Welcome to the Java Programming Forums


The professional, friendly Java community. 21,500 members and growing!


The Java Programming Forums are a community of Java programmers from all around the World. Our members have a wide range of skills and they all have one thing in common: A passion to learn and code Java. We invite beginner Java programmers right through to Java professionals to post here and share your knowledge. Become a part of the community, help others, expand your knowledge of Java and enjoy talking with like minded people. Registration is quick and best of all free. We look forward to meeting you.


>> REGISTER NOW TO START POSTING


Members have full access to the forums. Advertisements are removed for registered users.

Results 1 to 7 of 7

Thread: Averaging Numbers in an Array Based on References

  1. #1
    Forum VIP
    Join Date
    Jul 2010
    Posts
    1,676
    Thanks
    25
    Thanked 329 Times in 305 Posts

    Default Averaging Numbers in an Array Based on References

    Ok, so this is sort of hard to explain, so stay with me. I have an array of Objects that contain a Name and a Number. The Names are dates (months and years). The Numbers need to be averaged, but based on conditions. I need to average two number together for each month (January through December). However, not all months for every year is there, not all months have data, the two most recent years must be averaged, and I cant average two months together that will give misleading averages (unless those are my only options).

    My array objects will look something like this:
    Apr-06 2,476
    May-06 2,201
    Jun-06 1,783
    Jul-06 2,048
    Aug-06 1,557
    Sep-06 1,533
    Oct-06 2,614
    Nov-06 2,804
    Dec-06 2,951
    Jan-07 3,644
    Feb-07 3,250
    Mar-07 3,279
    Apr-07 3,007
    May-07 3,273
    Jun-07 2,340
    Jul-07 2,276
    Aug-07 1,819
    Sep-07 1,519
    Oct-07 1,921
    Nov-07 1,983
    Dec-07 2,200
    Jan-08 2,398
    Feb-08 2,604
    Mar-08 2,664
    Apr-08 1,930
    May-08 1,316
    Jun-08 1,105
    Jul-08 1,090
    Aug-08 593
    Sep-08
    Oct-08
    Nov-08
    Dec-08
    Jan-09
    Feb-09
    Mar-09
    Apr-09
    May-09
    Jun-09
    Jul-09
    Aug-09
    Sep-09
    Oct-09
    Nov-09
    Dec-09 827
    Jan-10 1,539
    Feb-10 1,607
    Mar-10 1,823


    So for this array, I would want to do the following averages:
    Jan: Jan-10 and Jan-08
    Feb: Feb-10 and Feb-08
    Mar: Mar-10 and Mar-08
    Apr: Apr-08 and Apr-07
    May: May-08 and May-07
    Jun: Jun-08 and Jun-07
    Jul: Jul-08 and Jul-07
    Aug: Aug-07 and Aug-06
    Sep: Sep-07 and Sep-06
    Oct: Oct-07 and Oct-06
    Nov: Nov-07 and Nov-06
    Dec: Dec-07 and Dec-06

    Notice how I dont want to average in Aug-08 and Dec-09 because they will make the averages misleading (as they are well below the trends of the rest of the data). Also, I dont want to average in Sep-08 through Nov-09 because those months dont have data for them.


    Now, not factoring in the months that arent there and not factoring in the months without data are not too much of a hassle.

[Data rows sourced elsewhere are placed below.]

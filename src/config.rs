//! Configuration constants and utilities for rosshow
//!
//! Defaults live here; environment variables override them and command line
//! flags override both (see [`crate::cmd_args`]).

use anyhow::{Context, Result};
use std::fs::OpenOptions;
use std::path::PathBuf;
use std::sync::Mutex;
use std::time::Duration;
use tracing_subscriber::{fmt::time::ChronoLocal, EnvFilter};

/// Default JSON-lines bus source
pub const DEFAULT_BUS_PATH: &str = "/tmp/rosshow.bus";

/// Environment variable name for overriding the bus source
pub const BUS_PATH_ENV_VAR: &str = "ROSSHOW_BUS_PATH";

/// Environment variable holding the tracing filter
pub const LOG_LEVEL_ENV_VAR: &str = "ROSSHOW_LOG_LEVEL";

/// Environment variable naming the log file. Without it nothing is logged,
/// since the terminal belongs to the renderer.
pub const LOG_FILE_ENV_VAR: &str = "ROSSHOW_LOG_FILE";

pub const DEFAULT_LOG_LEVEL: &str = "warn";

/// Redraw rate in Hz
pub const DEFAULT_FRAME_RATE: u32 = 15;

/// How long to wait for publishers to show up before dispatching
pub const DEFAULT_DISCOVERY_WAIT: Duration = Duration::from_secs(1);

/// Get the bus source, checking environment variable first, then falling back to default
pub fn get_bus_path() -> String {
    std::env::var_os(BUS_PATH_ENV_VAR)
        .and_then(|val| val.into_string().ok())
        .unwrap_or_else(|| DEFAULT_BUS_PATH.to_string())
}

pub fn get_log_level() -> String {
    std::env::var(LOG_LEVEL_ENV_VAR)
        .ok()
        .filter(|val| !val.trim().is_empty())
        .unwrap_or_else(|| DEFAULT_LOG_LEVEL.to_string())
}

pub fn get_log_file() -> Option<PathBuf> {
    std::env::var_os(LOG_FILE_ENV_VAR)
        .filter(|val| !val.is_empty())
        .map(PathBuf::from)
}

/// Install the global subscriber writing to the log file.
///
/// Returns `Ok(false)` when no log file is configured.
pub fn init_logging() -> Result<bool> {
    let Some(path) = get_log_file() else {
        return Ok(false);
    };

    let file = OpenOptions::new()
        .create(true)
        .append(true)
        .open(&path)
        .with_context(|| format!("cannot open log file {}", path.display()))?;

    let filter = EnvFilter::try_new(get_log_level())
        .or_else(|_| EnvFilter::try_new(DEFAULT_LOG_LEVEL))
        .context("invalid log filter")?;

    tracing_subscriber::fmt()
        .with_env_filter(filter)
        .with_writer(Mutex::new(file))
        .with_ansi(false)
        .with_timer(ChronoLocal::rfc_3339())
        .try_init()
        .map_err(|e| anyhow::anyhow!("cannot install tracing subscriber: {e}"))?;

    Ok(true)
}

But I cant think of a way to determine if the data is too small to include in the averaging or not. This is because each data series can have mediums of below 1000 or above 7000 or possibily higher or lower. Also, just because the data is below a certain point for the series, doesnt mean that it will make the data misleading. For instance, looking at the data, January's data is usually much higher than September's data. We dont want January's high data making it so September's data doesnt get counted because it gets considered too low.

    Can anyone help me think of a process to determine if the data is inconsistent for the corresponding data for its month?


  2. #2
    Super Moderator helloworld922's Avatar
    Join Date
    Jun 2009
    Posts
    2,896
    Thanks
    23
    Thanked 619 Times in 561 Posts
    Blog Entries
    18

    Default Re: Averaging Numbers in an Array Based on References

    The easiest way to see if a number is "way off" is to simply discount the highest and lowest value for that month (assuming you've got at least 4-5 samples/month).

    If you want to get fancier, you can compute the standard deviation for each month, and if it's not in some range (the smaller the range the more consistent your data is), remove the values that deviate by more than the standard deviation. Note that this method will likely require more data points than the first method in order to be more effective.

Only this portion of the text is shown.